The strongest power is humanity.

“I got it!”

“Got what?” Emil asks.

“The key to winning.”

I tell them to get everyone in the boardroom, and I run back to the library to get ready. I collect all the links and data I need to make my case. This is going to be a level up for the movement. My heart is pounding when I enter the boardroom to find the Spell Walkers and Prudencia gathered around. I haven’t been this nervous about a presentation since my Advanced Placement Computer Science final—which I aced.

I go to the front of the room and thank everyone for coming.

“What’s the big plan?” Maribelle asks.

“A six-part video series featuring all the Spell Walkers,” I say. Maribelle glares at me like Dad used to when I would urgently wake him up to tell him about some new fun fact I learned, a fun fact that always could’ve waited until he was out of bed. “Eva told us about that old celestial adage, the one about the strongest power being a living heart. Why don’t we post about why you all became heroes? Your origin stories. We can dispel all the rumors about how you’re building an army to take down the government or getting stronger to attack the city again.”

Maribelle stands up. “Dude, no one cares about us.”

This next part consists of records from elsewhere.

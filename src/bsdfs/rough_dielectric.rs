//! Rough dielectric interface: microfacet reflection/refraction with a
//! configurable normal distribution (spec section 4.2).

use serde::{Deserialize, Serialize};

use crate::bsdfs::fresnel::dielectric_reflectance;
use crate::bsdfs::microfacet::MicrofacetDistribution;
use crate::bsdfs::ScatterModel;
use crate::core::frame::{abs_cos_theta, cos_theta, same_hemisphere};
use crate::core::geometry::{refract, vec3_dot_vec3f, Spectrum, Vector3f};
use crate::core::lobes::{self, Lobes};
use crate::core::pbrt::Float;
use crate::core::rng::Rng;
use crate::core::scatter_event::SurfaceScatterEvent;

#[derive(Debug, Copy, Clone, Serialize, Deserialize)]
pub struct RoughDielectric {
    pub ior: Float,
    pub distribution: MicrofacetDistribution,
}

impl RoughDielectric {
    fn half_vector_reflect(wi: &Vector3f, wo: &Vector3f) -> Vector3f {
        (*wi + *wo).normalize()
    }
    fn half_vector_refract(wi: &Vector3f, wo: &Vector3f, eta: Float) -> Vector3f {
        let h = *wi + *wo * eta;
        let h = if h.length_squared() < 1e-12 { Vector3f::new(0.0, 0.0, 1.0) } else { h.normalize() };
        if h.z < 0.0 {
            -h
        } else {
            h
        }
    }
}

impl ScatterModel for RoughDielectric {
    fn eval(&self, event: &SurfaceScatterEvent) -> Spectrum {
        let cos_theta_i = cos_theta(&event.wi);
        let cos_theta_o = cos_theta(&event.wo);
        if cos_theta_i == 0.0 || cos_theta_o == 0.0 {
            return Spectrum::default();
        }
        let reflect_event = same_hemisphere(&event.wi, &event.wo);
        if reflect_event {
            if !event.requested_lobes.intersects(lobes::GLOSSY_REFLECTION) {
                return Spectrum::default();
            }
            let wh = Self::half_vector_reflect(&event.wi, &event.wo);
            let wh = if wh.z < 0.0 { -wh } else { wh };
            let f = dielectric_reflectance(vec3_dot_vec3f(&event.wi, &wh), self.ior);
            let d = self.distribution.d(&wh);
            let g = self.distribution.g(&event.wi, &event.wo);
            let denom = 4.0 * cos_theta_i.abs() * cos_theta_o.abs();
            if denom <= 0.0 {
                return Spectrum::default();
            }
            Spectrum::new(1.0, 1.0, 1.0) * (f * d * g * abs_cos_theta(&event.wo) / denom)
        } else {
            if !event.requested_lobes.intersects(lobes::GLOSSY_TRANSMISSION) {
                return Spectrum::default();
            }
            let eta = if cos_theta_i > 0.0 { self.ior } else { 1.0 / self.ior };
            let wh = Self::half_vector_refract(&event.wi, &event.wo, eta);
            let f = dielectric_reflectance(vec3_dot_vec3f(&event.wi, &wh), self.ior);
            let d = self.distribution.d(&wh);
            let g = self.distribution.g(&event.wi, &event.wo);
            let sqrt_denom = vec3_dot_vec3f(&event.wi, &wh) + eta * vec3_dot_vec3f(&event.wo, &wh);
            if sqrt_denom.abs() < 1e-7 {
                return Spectrum::default();
            }
            let num = (1.0 - f) * d * g
                * (vec3_dot_vec3f(&event.wi, &wh) * vec3_dot_vec3f(&event.wo, &wh)).abs()
                * abs_cos_theta(&event.wo);
            let denom = cos_theta_i * cos_theta_o * sqrt_denom * sqrt_denom;
            Spectrum::new(1.0, 1.0, 1.0) * (num / denom).abs()
        }
    }

    fn sample(&self, event: &mut SurfaceScatterEvent, rng: &mut Rng) -> bool {
        let cos_theta_i = cos_theta(&event.wi);
        if cos_theta_i == 0.0 {
            return false;
        }
        event.draw_direction_sample(rng);
        let sample_dist = self.distribution.widened_for_sampling(cos_theta_i);
        let wi_for_sampling = if cos_theta_i < 0.0 { -event.wi } else { event.wi };
        let mut wh = sample_dist.sample_wh(&wi_for_sampling, event.u);
        if cos_theta_i < 0.0 {
            wh = -wh;
        }
        let f = dielectric_reflectance(vec3_dot_vec3f(&event.wi, &wh), self.ior);
        let wants_reflection = event.requested_lobes.intersects(lobes::GLOSSY_REFLECTION);
        let wants_transmission = event.requested_lobes.intersects(lobes::GLOSSY_TRANSMISSION);
        if !wants_reflection && !wants_transmission {
            return false;
        }
        let pick_reflection = if wants_reflection && wants_transmission {
            event.u1d < f
        } else {
            wants_reflection
        };
        if pick_reflection {
            let wo = crate::core::geometry::reflect(&event.wi, &wh);
            if !same_hemisphere(&event.wi, &wo) {
                return false;
            }
            event.wo = wo;
            event.sampled_lobe = lobes::GLOSSY_REFLECTION;
        } else {
            let eta = if cos_theta_i > 0.0 { 1.0 / self.ior } else { self.ior };
            let wo = match refract(&event.wi, &wh, eta) {
                Some(wo) => wo,
                None => return false,
            };
            if same_hemisphere(&event.wi, &wo) {
                return false;
            }
            event.wo = wo;
            event.sampled_lobe = lobes::GLOSSY_TRANSMISSION;
        }
        event.pdf = self.pdf(event);
        if event.pdf <= 0.0 || !event.pdf.is_finite() {
            return false;
        }
        event.weight = self.eval(event) / event.pdf;
        true
    }

    fn pdf(&self, event: &SurfaceScatterEvent) -> Float {
        let cos_theta_i = cos_theta(&event.wi);
        let cos_theta_o = cos_theta(&event.wo);
        if cos_theta_i == 0.0 || cos_theta_o == 0.0 {
            return 0.0;
        }
        let reflect_event = same_hemisphere(&event.wi, &event.wo);
        let f = if reflect_event {
            let wh = Self::half_vector_reflect(&event.wi, &event.wo);
            let wh = if wh.z < 0.0 { -wh } else { wh };
            dielectric_reflectance(vec3_dot_vec3f(&event.wi, &wh), self.ior)
        } else {
            let eta = if cos_theta_i > 0.0 { self.ior } else { 1.0 / self.ior };
            let wh = Self::half_vector_refract(&event.wi, &event.wo, eta);
            dielectric_reflectance(vec3_dot_vec3f(&event.wi, &wh), self.ior)
        };
        let sample_dist = self.distribution.widened_for_sampling(cos_theta_i);
        if reflect_event {
            if !event.requested_lobes.intersects(lobes::GLOSSY_REFLECTION) {
                return 0.0;
            }
            let wh = Self::half_vector_reflect(&event.wi, &event.wo);
            let wh = if wh.z < 0.0 { -wh } else { wh };
            let wi_for_sampling = if cos_theta_i < 0.0 { -event.wi } else { event.wi };
            let wh_for_sampling = if cos_theta_i < 0.0 { -wh } else { wh };
            let jacobian = 1.0 / (4.0 * vec3_dot_vec3f(&event.wo, &wh).abs());
            sample_dist.pdf(&wi_for_sampling, &wh_for_sampling) * jacobian * f
        } else {
            if !event.requested_lobes.intersects(lobes::GLOSSY_TRANSMISSION) {
                return 0.0;
            }
            let eta = if cos_theta_i > 0.0 { self.ior } else { 1.0 / self.ior };
            let wh = Self::half_vector_refract(&event.wi, &event.wo, eta);
            let wi_for_sampling = if cos_theta_i < 0.0 { -event.wi } else { event.wi };
            let wh_for_sampling = if cos_theta_i < 0.0 { -wh } else { wh };
            let sqrt_denom = vec3_dot_vec3f(&event.wi, &wh) + eta * vec3_dot_vec3f(&event.wo, &wh);
            let jacobian = (eta * eta * vec3_dot_vec3f(&event.wo, &wh)).abs() / (sqrt_denom * sqrt_denom);
            sample_dist.pdf(&wi_for_sampling, &wh_for_sampling) * jacobian * (1.0 - f)
        }
    }

    fn lobes(&self) -> Lobes {
        lobes::GLOSSY_REFLECTION | lobes::GLOSSY_TRANSMISSION
    }
}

“I disagree.” I share my report on the positive engagement I’ve seen across Emil’s accounts and my own. People are rooting for all of us. They didn’t know Emil two weeks ago, and now they’re starving for more details. I remember what it was like waiting for the next time any Spell Walker would pop up on my feed, whether it was a clip of the latest brawl or even a casual sighting of them out in the world.

“We’ve tried the media route before and after the Blackout,” Atlas says. “My own account included.”